//! Machine translation client.
//!
//! Talks to the public Google Translate `gtx` endpoint, which needs no
//! credentials and detects the source language itself.

use std::time::Duration;

use async_trait::async_trait;
use reqwest::Url;
use reqwest::header::{HeaderMap, HeaderValue, USER_AGENT};
use serde_json::Value;

use crate::directory::CLIENT_USER_AGENT;
use crate::domain::ResolveError;

/// Default base URL for the translation endpoint.
const DEFAULT_BASE_URL: &str = "https://translate.googleapis.com";

/// Default target language.
const DEFAULT_TARGET_LANG: &str = "en";

/// Default request timeout.
const DEFAULT_TIMEOUT_SECS: u64 = 5;

/// Errors from the translation service.
#[derive(Debug, thiserror::Error)]
pub enum TranslateError {
    /// HTTP request failed
    #[error("HTTP error: {0}")]
    Http(#[from] reqwest::Error),

    /// API returned a non-success status
    #[error("API error {status}: {message}")]
    Api { status: u16, message: String },

    /// Response did not have the expected shape
    #[error("JSON parse error: {message}")]
    Json { message: String },
}

impl From<TranslateError> for ResolveError {
    fn from(e: TranslateError) -> Self {
        ResolveError::UpstreamUnavailable(format!("translation: {e}"))
    }
}

/// Something that can translate text into a fixed reference language.
#[async_trait]
pub trait Translator: Send + Sync {
    async fn translate(&self, text: &str) -> Result<String, TranslateError>;
}

/// Configuration for the translation client.
#[derive(Debug, Clone)]
pub struct TranslatorConfig {
    /// Base URL for the API
    pub base_url: String,
    /// ISO 639-1 code of the reference language
    pub target_lang: String,
    /// Request timeout in seconds
    pub timeout_secs: u64,
}

impl TranslatorConfig {
    pub fn new() -> Self {
        Self {
            base_url: DEFAULT_BASE_URL.to_string(),
            target_lang: DEFAULT_TARGET_LANG.to_string(),
            timeout_secs: DEFAULT_TIMEOUT_SECS,
        }
    }

    /// Set a custom base URL (for testing).
    pub fn with_base_url(mut self, url: impl Into<String>) -> Self {
        self.base_url = url.into();
        self
    }

    /// Set the reference language.
    pub fn with_target_lang(mut self, lang: impl Into<String>) -> Self {
        self.target_lang = lang.into();
        self
    }

    /// Set request timeout.
    pub fn with_timeout(mut self, secs: u64) -> Self {
        self.timeout_secs = secs;
        self
    }
}

impl Default for TranslatorConfig {
    fn default() -> Self {
        Self::new()
    }
}

/// Google Translate client.
#[derive(Debug, Clone)]
pub struct GoogleTranslator {
    http: reqwest::Client,
    base_url: String,
    target_lang: String,
}

impl GoogleTranslator {
    pub fn new(config: TranslatorConfig) -> Result<Self, TranslateError> {
        let mut headers = HeaderMap::new();
        headers.insert(USER_AGENT, HeaderValue::from_static(CLIENT_USER_AGENT));

        let http = reqwest::Client::builder()
            .default_headers(headers)
            .timeout(Duration::from_secs(config.timeout_secs))
            .build()?;

        Ok(Self {
            http,
            base_url: config.base_url,
            target_lang: config.target_lang,
        })
    }

    fn request_url(&self, text: &str) -> Result<Url, TranslateError> {
        let mut url = Url::parse(&self.base_url).map_err(|e| TranslateError::Api {
            status: 0,
            message: format!("Invalid translation base URL {:?}: {e}", self.base_url),
        })?;

        url.path_segments_mut()
            .map_err(|_| TranslateError::Api {
                status: 0,
                message: format!("Translation base URL cannot be a base: {:?}", self.base_url),
            })?
            .pop_if_empty()
            .extend(["translate_a", "single"]);

        url.query_pairs_mut()
            .append_pair("client", "gtx")
            .append_pair("sl", "auto")
            .append_pair("tl", &self.target_lang)
            .append_pair("dt", "t")
            .append_pair("q", text);

        Ok(url)
    }
}

#[async_trait]
impl Translator for GoogleTranslator {
    async fn translate(&self, text: &str) -> Result<String, TranslateError> {
        if text.trim().is_empty() {
            return Ok(String::new());
        }

        let url = self.request_url(text)?;
        let response = self.http.get(url).send().await?;
        let status = response.status();

        if !status.is_success() {
            let body = response.text().await.unwrap_or_default();
            return Err(TranslateError::Api {
                status: status.as_u16(),
                message: body.chars().take(500).collect(),
            });
        }

        let body = response.text().await?;
        parse_translation(&body)
    }
}

/// Extract the translated text from a `gtx` response.
///
/// The body is a nested array whose first element lists sentence chunks,
/// each chunk starting with its translation:
/// `[[["Hello world","Hallo Welt",null,null,10]],null,"de"]`.
pub fn parse_translation(body: &str) -> Result<String, TranslateError> {
    let value: Value = serde_json::from_str(body).map_err(|e| TranslateError::Json {
        message: e.to_string(),
    })?;

    let chunks = match value.get(0) {
        Some(Value::Array(chunks)) => chunks,
        Some(Value::Null) => return Ok(String::new()),
        _ => {
            return Err(TranslateError::Json {
                message: "missing sentence list".to_string(),
            });
        }
    };

    Ok(chunks
        .iter()
        .filter_map(|chunk| chunk.get(0).and_then(Value::as_str))
        .collect())
}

* _Description of the task_: Return exactly the lines from the beginning of the data above through the one containing "use reqwest::Url;", please. Include both end lines and add nothing else.

* _The answer_:
//! Machine translation client.
//!
//! Talks to the public Google Translate `gtx` endpoint, which needs no
//! credentials and detects the source language itself.

use std::time::Duration;

use async_trait::async_trait;
use reqwest::Url;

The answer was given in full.